CONSTANTS AND EQUATIONS FOR CALCULATIONS

    This list was originally compiled by Dale Greer. Additions would be
    appreciated.

    Numbers in parentheses are approximations that will serve for most
    blue-skying purposes.

    Unix systems provide the 'units' program, useful in converting
    between different systems (metric/English, etc.)

    NUMBERS

        7726 m/s         (8000)  -- Earth orbital velocity at 300 km altitude
        3075 m/s         (3000)  -- Earth orbital velocity at 35786 km (geosync)
        6371 km          (6400)  -- Mean radius of Earth
        6378 km          (6400)  -- Equatorial radius of Earth
        1738 km          (1700)  -- Mean radius of Moon
        5.974e24 kg      (6e24)  -- Mass of Earth
        7.348e22 kg      (7e22)  -- Mass of Moon
        1.989e30 kg      (2e30)  -- Mass of Sun
        3.986e14 m^3/s^2 (4e14)  -- Gravitational constant times mass of Earth
        4.903e12 m^3/s^2 (5e12)  -- Gravitational constant times mass of Moon
        1.327e20 m^3/s^2 (13e19) -- Gravitational constant times mass of Sun
        384401 km        ( 4e5)  -- Mean Earth-Moon distance
        1.496e11 m       (15e10) -- Mean Earth-Sun distance (Astronomical Unit)

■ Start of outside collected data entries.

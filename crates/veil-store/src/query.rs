//! Uniform filter / sort / page semantics shared by every adapter.
//!
//! Text-backed adapters load candidate rows and run these functions
//! in-memory; the SQL adapter translates the same semantics into
//! WHERE / ORDER BY / LIMIT.

use serde::{Deserialize, Serialize};

use crate::{EntryMemoRecord, EntryNullifierRecord, OperationRecord, OperationStatus, UtxoRecord};

/// One page of query results plus the pre-pagination total.
#[derive(Debug, Clone, Serialize, Deserialize)]
pub struct Page<T> {
    pub total: u64,
    pub rows: Vec<T>,
}

impl<T> Page<T> {
    pub fn empty() -> Self {
        Self {
            total: 0,
            rows: Vec::new(),
        }
    }
}

#[derive(Debug, Clone, Copy, PartialEq, Eq, Default, Serialize, Deserialize)]
#[serde(rename_all = "lowercase")]
pub enum SortOrder {
    #[default]
    Asc,
    Desc,
}

/// Primary sort key. Which variants apply depends on the entity: UTXOs sort
/// by mk_index or created_at, entry memos by cid, entry nullifiers by nid,
/// operations by created_at.
#[derive(Debug, Clone, Copy, PartialEq, Eq, Serialize, Deserialize)]
#[serde(rename_all = "camelCase")]
pub enum OrderBy {
    MkIndex,
    Cid,
    Nid,
    CreatedAt,
}

#[derive(Debug, Clone)]
pub struct UtxoQuery {
    pub chain_id: Option<u64>,
    pub asset_id: Option<String>,
    pub token_id: Option<String>,
    /// Keep spent rows in the result set. Ignored when `spent` pins an
    /// exact value.
    pub include_spent: bool,
    pub include_frozen: bool,
    pub spent: Option<bool>,
    pub frozen: Option<bool>,
    pub cid_from: Option<u64>,
    pub cid_to: Option<u64>,
    pub created_from: Option<u64>,
    pub created_to: Option<u64>,
    pub order: SortOrder,
    pub order_by: OrderBy,
    pub offset: u64,
    /// `None` means "the rest".
    pub limit: Option<u64>,
}

impl Default for UtxoQuery {
    fn default() -> Self {
        Self {
            chain_id: None,
            asset_id: None,
            token_id: None,
            include_spent: false,
            include_frozen: true,
            spent: None,
            frozen: None,
            cid_from: None,
            cid_to: None,
            created_from: None,
            created_to: None,
            order: SortOrder::Asc,
            order_by: OrderBy::MkIndex,
            offset: 0,
            limit: None,
        }
    }
}

#[derive(Debug, Clone, Default)]
pub struct OperationQuery {
    pub chain_id: Option<u64>,
    pub token_id: Option<String>,
    pub op_types: Option<Vec<String>>,
    pub statuses: Option<Vec<OperationStatus>>,
    pub created_from: Option<u64>,
    pub created_to: Option<u64>,
    pub order: SortOrder,
    pub offset: u64,
    pub limit: Option<u64>,
}

#[derive(Debug, Clone)]
pub struct EntryMemoQuery {
    pub chain_id: u64,
    pub cid_from: Option<u64>,
    pub cid_to: Option<u64>,
    pub order: SortOrder,
    pub offset: u64,
    pub limit: Option<u64>,
}

impl EntryMemoQuery {
    pub fn chain(chain_id: u64) -> Self {
        Self {
            chain_id,
            cid_from: None,
            cid_to: None,
            order: SortOrder::Asc,
            offset: 0,
            limit: None,
        }
    }
}

#[derive(Debug, Clone)]
pub struct EntryNullifierQuery {
    pub chain_id: u64,
    pub nid_from: Option<u64>,
    pub nid_to: Option<u64>,
    pub order: SortOrder,
    pub offset: u64,
    pub limit: Option<u64>,
}

impl EntryNullifierQuery {
    pub fn chain(chain_id: u64) -> Self {
        Self {
            chain_id,
            nid_from: None,
            nid_to: None,
            order: SortOrder::Asc,
            offset: 0,
            limit: None,
        }
    }
}

/// Compare optional timestamps: rows carrying a value sort before rows
/// without one; `order` only flips the value comparison.
fn cmp_created_at(a: Option<u64>, b: Option<u64>, order: SortOrder) -> std::cmp::Ordering {
    use std::cmp::Ordering;
    match (a, b) {
        (Some(_), None) => Ordering::Less,
        (None, Some(_)) => Ordering::Greater,
        (None, None) => Ordering::Equal,
        (Some(x), Some(y)) => match order {
            SortOrder::Asc => x.cmp(&y),
            SortOrder::Desc => y.cmp(&x),
        },
    }
}

fn cmp_u64(a: u64, b: u64, order: SortOrder) -> std::cmp::Ordering {
    match order {
        SortOrder::Asc => a.cmp(&b),
        SortOrder::Desc => b.cmp(&a),
    }
}

fn paginate<T>(mut rows: Vec<T>, offset: u64, limit: Option<u64>) -> Page<T> {
    let total = rows.len() as u64;
    let start = offset.min(total) as usize;
    rows.drain(..start);
    if let Some(limit) = limit {
        rows.truncate(limit as usize);
    }
    Page { total, rows }
}

pub fn page_utxos(rows: Vec<UtxoRecord>, q: &UtxoQuery) -> Page<UtxoRecord> {
    let mut filtered: Vec<UtxoRecord> = rows
        .into_iter()
        .filter(|u| {
            if let Some(chain) = q.chain_id {
                if u.chain_id != chain {
                    return false;
                }
            }
            if let Some(ref asset) = q.asset_id {
                if &u.asset_id != asset {
                    return false;
                }
            }
            if let Some(ref token) = q.token_id {
                if u.token_id.as_deref() != Some(token.as_str()) {
                    return false;
                }
            }
            match q.spent {
                Some(spent) => {
                    if u.is_spent != spent {
                        return false;
                    }
                }
                None => {
                    if !q.include_spent && u.is_spent {
                        return false;
                    }
                }
            }
            match q.frozen {
                Some(frozen) => {
                    if u.is_frozen != frozen {
                        return false;
                    }
                }
                None => {
                    if !q.include_frozen && u.is_frozen {
                        return false;
                    }
                }
            }
            if let Some(from) = q.cid_from {
                if u.mk_index < from {
                    return false;
                }
            }
            if let Some(to) = q.cid_to {
                if u.mk_index > to {
                    return false;
                }
            }
            if let Some(from) = q.created_from {
                if u.created_at.unwrap_or(0) < from {
                    return false;
                }
            }
            if let Some(to) = q.created_to {
                if u.created_at.unwrap_or(u64::MAX) > to {
                    return false;
                }
            }
            true
        })
        .collect();

    filtered.sort_by(|a, b| {
        let primary = match q.order_by {
            OrderBy::CreatedAt => cmp_created_at(a.created_at, b.created_at, q.order),
            _ => cmp_u64(a.mk_index, b.mk_index, q.order),
        };
        primary
            .then_with(|| a.mk_index.cmp(&b.mk_index))
            .then_with(|| a.commitment.cmp(&b.commitment))
    });

    paginate(filtered, q.offset, q.limit)
}

pub fn page_operations(rows: Vec<OperationRecord>, q: &OperationQuery) -> Page<OperationRecord> {
    let mut filtered: Vec<OperationRecord> = rows
        .into_iter()
        .filter(|op| {
            if let Some(chain) = q.chain_id {
                if op.chain_id != Some(chain) {
                    return false;
                }
            }
            if let Some(ref token) = q.token_id {
                if op.token_id.as_deref() != Some(token.as_str()) {
                    return false;
                }
            }
            if let Some(ref types) = q.op_types {
                if !types.iter().any(|t| t == &op.op_type) {
                    return false;
                }
            }
            if let Some(ref statuses) = q.statuses {
                if !statuses.contains(&op.status) {
                    return false;
                }
            }
            if let Some(from) = q.created_from {
                if op.created_at < from {
                    return false;
                }
            }
            if let Some(to) = q.created_to {
                if op.created_at > to {
                    return false;
                }
            }
            true
        })
        .collect();

    filtered.sort_by(|a, b| {
        cmp_u64(a.created_at, b.created_at, q.order).then_with(|| a.id.cmp(&b.id))
    });

    paginate(filtered, q.offset, q.limit)
}

pub fn page_entry_memos(rows: Vec<EntryMemoRecord>, q: &EntryMemoQuery) -> Page<EntryMemoRecord> {
    let mut filtered: Vec<EntryMemoRecord> = rows
        .into_iter()
        .filter(|m| {
            m.chain_id == q.chain_id
                && q.cid_from.map_or(true, |from| m.cid >= from)
                && q.cid_to.map_or(true, |to| m.cid <= to)
        })
        .collect();

    filtered.sort_by(|a, b| cmp_u64(a.cid, b.cid, q.order));

    paginate(filtered, q.offset, q.limit)
}

pub fn page_entry_nullifiers(
    rows: Vec<EntryNullifierRecord>,
    q: &EntryNullifierQuery,
) -> Page<EntryNullifierRecord> {
    let mut filtered: Vec<EntryNullifierRecord> = rows
        .into_iter()
        .filter(|n| {
            n.chain_id == q.chain_id
                && q.nid_from.map_or(true, |from| n.nid >= from)
                && q.nid_to.map_or(true, |to| n.nid <= to)
        })
        .collect();

    filtered.sort_by(|a, b| cmp_u64(a.nid, b.nid, q.order));

    paginate(filtered, q.offset, q.limit)
}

        1 megaton (MT) TNT = about 4.2e15 J or the energy equivalent of
        about .05 kg (50 gm) of matter. Ref: J.R Williams, "The Energy Level
        of Things", Air Force Special Weapons Center (ARDC), Kirtland Air
        Force Base, New Mexico, 1963. Also see "The Effects of Nuclear
        Weapons", compiled by S. Glasstone and P.J. Dolan, published by the
        US Department of Defense (obtain from the GPO).

    EQUATIONS

        Where d is distance, v is velocity, a is acceleration, t is time.
        Additional more specialized equations are available from:

            ames.arc.nasa.gov:pub/SPACE/FAQ/MoreEquations


        For constant acceleration
            d = d0 + vt + .5at^2
            v = v0 + at
          v^2 = 2ad

        Acceleration on a cylinder (space colony, etc.) of radius r and
            rotation period t:

            a = 4 pi**2 r / t^2

        For circular Keplerian orbits where:
            Vc   = velocity of a circular orbit
            Vesc = escape velocity
            M    = Total mass of orbiting and orbited bodies
            G    = Gravitational constant (defined below)
            u    = G * M (can be measured much more accurately than G or M)
            K    = -G * M / 2 / a
            r    = radius of orbit (measured from center of mass of system)
            V    = orbital velocity
            P    = orbital period
            a    = semimajor axis of orbit

            Vc   = sqrt(M * G / r)
            Vesc = sqrt(2 * M * G / r) = sqrt(2) * Vc
            V^2  = u/a
            P    = 2 pi/(Sqrt(u/a^3))
            K    = 1/2 V**2 - G * M / r (conservation of energy)

            The period of an eccentric orbit is the same as the period
               of a circular orbit with the same semi-major axis.

        Change in velocity required for a plane change of angle phi in a
        circular orbit:

            delta V = 2 sqrt(GM/r) sin (phi/2)

        Energy to put mass m into a circular orbit (ignores rotational
        velocity, which reduces the energy a bit).

            GMm (1/Re - 1/2Rcirc)
            Re = radius of the earth
            Rcirc = radius of the circular orbit.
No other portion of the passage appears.